L’ironie, la satire et l’humour noir sont trois registres que nous avons l’habitude d’employer chez Rivoire & Cartier.
Ironie
On a coutume de définir l’ironie comme le fait d’exprimer le contraire de ce que l’on veut entendre, dans le but de se moquer de quelqu’un ou quelque chose. Il y a donc, dans le message, une contradiction de surface, une absence apparente de cohérence, qui exigent des indices permettant à la lectrice, au lecteur, au public de ne pas faire de contresens et de reconnaître l’ironie. Par son pouvoir déconcertant, l’ironie est souvent porteuse de critique.
Les composantes de l’ironie
Le décalage
L’ironie repose sur un système de décalage, de distorsion. Elle est donc consubstantielle des figures d’opposition. Voyez cet extrait tiré de Coriaces. Samantha, vivant dans un quartier on ne peut plus défavorisé, a passé quelques jours chez les Bellanger. Elle voudrait bien y rester. Se met alors en place un rapport de force entre Samantha et Amaury, le propriétaire de la maison. Samantha est décidée à le faire craquer et le pousser à partir. De son côté, il lui intime l’ordre de vider les lieux. Voici ce qu’elle répond.

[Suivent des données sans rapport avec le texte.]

//! Locating JSON objects inside free-form model output.
//!
//! Models wrap JSON in prose or code fences, so replies are scanned for an
//! object instead of being parsed whole.

/// First balanced `{...}` in `text`. Braces inside string literals are ignored.
pub fn first_balanced_object(text: &str) -> Option<&str> {
    let start = text.find('{')?;
    let mut depth = 0usize;
    let mut in_string = false;
    let mut escaped = false;

    for (offset, ch) in text[start..].char_indices() {
        if in_string {
            match ch {
                _ if escaped => escaped = false,
                '\\' => escaped = true,
                '"' => in_string = false,
                _ => {}
            }
            continue;
        }

        match ch {
            '"' => in_string = true,
            '{' => depth += 1,
            '}' => {
                depth -= 1;
                if depth == 0 {
                    return Some(&text[start..start + offset + 1]);
                }
            }
            _ => {}
        }
    }

    None
}

/// Span from the first `{` to the last `}`.
pub fn outermost_object(text: &str) -> Option<&str> {
    let start = text.find('{')?;
    let end = text.rfind('}')?;
    (end > start).then(|| &text[start..=end])
}

/// Parse the first balanced object, falling back to the outermost span.
pub fn parse_embedded_object(text: &str) -> Option<serde_json::Value> {
    let parse = |candidate: &str| {
        serde_json::from_str::<serde_json::Value>(candidate)
            .ok()
            .filter(|v| v.is_object())
    };

    first_balanced_object(text)
        .and_then(parse)
        .or_else(|| outermost_object(text).and_then(parse))
}

#[cfg(test)]
mod tests {
    use super::*;

    #[test]
    fn test_balanced_object_inside_prose() {
        let text = "Sure! ```json\n{\"a\": {\"b\": 1}}\n``` hope that helps {x}";
        assert_eq!(first_balanced_object(text), Some("{\"a\": {\"b\": 1}}"));
    }

    #[test]
    fn test_braces_in_strings_ignored() {
        let text = r#"{"english": "Look {stunning}", "hindi": "quote \" }"} trailing"#;
        assert_eq!(
            first_balanced_object(text),
            Some(r#"{"english": "Look {stunning}", "hindi": "quote \" }"}"#)
        );
    }

    #[test]
    fn test_unbalanced_returns_none() {
        assert_eq!(first_balanced_object("{\"a\": 1"), None);
        assert_eq!(first_balanced_object("no json here"), None);
    }

    #[test]
    fn test_outermost_span() {
        assert_eq!(outermost_object("x {a} y {b} z"), Some("{a} y {b}"));
        assert_eq!(outermost_object("} {"), None);
    }

    #[test]
    fn test_parse_embedded_object() {
        let value = parse_embedded_object("result: {\"has_model\": true}").unwrap();
        assert_eq!(value["has_model"], true);
        assert!(parse_embedded_object("[1, 2]").is_none());
    }
}
//! Human-presence classification of source photos.

use serde_json::Value as JsonValue;
use tracing::{debug, warn};

use super::ai_gateway::{ChatRequest, GenerativeModel};
use super::json_text::first_balanced_object;

const CLASSIFIER_PROMPT: &str = "Look at this photo. Is a real human being (a person or model, \
even partially visible) wearing the garment? Mannequins, dress forms and flat-laid fabric do \
not count. Answer with only this JSON: {\"has_model\": true} or {\"has_model\": false}";

/// Whether a person is wearing the garment in `image_url`.
///
/// Errors, non-success replies and unparseable answers all mean `false`.
pub async fn detect_human_presence(
    model: &dyn GenerativeModel,
    vision_model: &str,
    image_url: &str,
) -> bool {
    let request =
        ChatRequest::text(vision_model, CLASSIFIER_PROMPT).with_images([image_url.to_string()]);

    let reply = match model.complete(&request).await {
        Ok(reply) => reply,
        Err(err) => {
            warn!(error = %err, "Human detection failed, assuming no model");
            return false;
        }
    };

    match parse_has_model(&reply.text) {
        Some(has_model) => {
            debug!(has_model, "Human detection finished");
            has_model
        }
        None => {
            warn!("Human detection reply was not understood, assuming no model");
            false
        }
    }
}

/// Read `has_model` from the first JSON object in `text`.
pub fn parse_has_model(text: &str) -> Option<bool> {
    let value: JsonValue = serde_json::from_str(first_balanced_object(text)?).ok()?;

    match value.get("has_model")? {
        JsonValue::Bool(b) => Some(*b),
        JsonValue::String(s) => Some(matches!(
            s.trim().to_lowercase().as_str(),
            "true" | "yes" | "1"
        )),
        JsonValue::Number(n) => Some(n.as_i64() == Some(1)),
        _ => None,
    }
}

#[cfg(test)]
mod tests {
    use super::*;
    use crate::services::ai_gateway::{ChatReply, GatewayError};
    use crate::testing::ScriptedModel;

    #[test]
    fn test_lenient_has_model_values() {
        assert_eq!(parse_has_model("{\"has_model\": true}"), Some(true));
        assert_eq!(parse_has_model("Answer: {\"has_model\": \"yes\"}"), Some(true));
        assert_eq!(parse_has_model("{\"has_model\": 1}"), Some(true));
        assert_eq!(parse_has_model("{\"has_model\": \"no\"}"), Some(false));
        assert_eq!(parse_has_model("{\"other\": true}"), None);
        assert_eq!(parse_has_model("yes there is a model"), None);
    }

    #[tokio::test]
    async fn test_upstream_error_means_no_model() {
        let model = ScriptedModel::new().vision_replies(vec![Err(GatewayError::Status(503))]);
        assert!(!detect_human_presence(&model, "vision", "https://cdn.example/a.jpg").await);
    }

    #[tokio::test]
    async fn test_positive_answer() {
        let model = ScriptedModel::new().vision_replies(vec![Ok(ChatReply {
            text: "```json\n{\"has_model\": true}\n```".to_string(),
            images: vec![],
        })]);
        assert!(detect_human_presence(&model, "vision", "https://cdn.example/a.jpg").await);
    }
}
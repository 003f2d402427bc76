//! Multi-fabric job entity for SeaORM.

use sea_orm::entity::prelude::*;
use serde_json::Value as JsonValue;

#[derive(Clone, Debug, PartialEq, DeriveEntityModel)]
#[sea_orm(table_name = "multi_fabric_jobs")]
pub struct Model {
    #[sea_orm(primary_key, auto_increment = false)]
    pub id: Uuid,
    pub user_id: Uuid,
    pub source_image_url: String,
    pub mannequin_image_url: Option<String>,
    pub background_image_url: Option<String>,
    /// separate, combined
    pub color_output_mode: String,
    #[sea_orm(column_type = "JsonBinary", nullable)]
    pub detected_labels: Option<JsonValue>,
    /// pending, analyzing, detected, generating, completed, failed
    pub status: String,
    pub error_message: Option<String>,
    pub created_at: DateTimeUtc,
    pub updated_at: DateTimeUtc,
}

#[derive(Copy, Clone, Debug, EnumIter, DeriveRelation)]
pub enum Relation {
    #[sea_orm(has_many = "super::multi_fabric_result::Entity")]
    Results,
}

impl Related<super::multi_fabric_result::Entity> for Entity {
    fn to() -> RelationDef {
        Relation::Results.def()
    }
}

impl ActiveModelBehavior for ActiveModel {}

“J’ai bien réfléchi. Vous avez raison, c’est à nous de partir. Et puis, quand j’y pense, revenir dans ma cité pourrie, mon deux-pièces cuisine déprimant, ça me remplit de joie. Non, je déconne. C’est vous qui allez dégager. Barrez-vous.”
La juxtaposition d’une description faisant apparaître un gourbi et d’une déclaration de joie crée une incongruité : l’antithèse crée un effet de rupture. L’ironie est ici dévoilée par un cru « Non, je déconne ». Le personnage commente ici sa parole, ce qui en linguistique relève de la fonction métalinguistique. Ce qui est placé avant ce commentaire relève de l’antiphrase. Ce qui est placé après révèle la véritable pensée du personnage.
Dans Du Parmesan dans les tagliatelles, Brigitte tente de convaincre Paul qu’Ophélie a un faible pour Legrand.
“BRIGITTE. — Elle me l’a pas dit clairement, mais bon… j’ai compris…
PAUL. — Qu’est-ce que t’as compris ?
BRIGITTE. — Un jour, on parlait de Legrand et là, Ophélie a dit : « Il a quand même une certaine classe. »
PAUL, ironique. — Wouah ! Effectivement, ça c’est une déclaration ! Heureusement que tu sais lire entre les lignes…
BRIGITTE. — Évidemment, là, je te raconte… mais je t’assure que son regard en disait long…”
L’opposition entre les conclusions hasardeuses de Brigitte sur les sentiments qu’elle prête à Ophélie et le commentaire laudateur de Paul crée un rapprochement suprenant et fait apparaître la réaction de ce dernier comme une antiphrase : d’après lui, Brigitte n’a pas le talent pour lire dans les émotions d’Ophélie.
Disproportions
L’ironie peut aussi se manifester par des jeux de disproportion. Des éléments disproportionnés sont mis en proximité. On peut observer ce fonctionnement dans notre comédie western Dernière Diligence pour Kansas City. Le Capitaine Miller, ayant servi lors de la bataille de Slim Buttes, entreprend de la raconter. Le personnage de Taureau-Ailé y était aussi présent.
“MILLER. — (…) (Avec une certaine emphase) Je m’en souviens avec grande précision. Nous arrivâmes dans les Collines Noires par le sud…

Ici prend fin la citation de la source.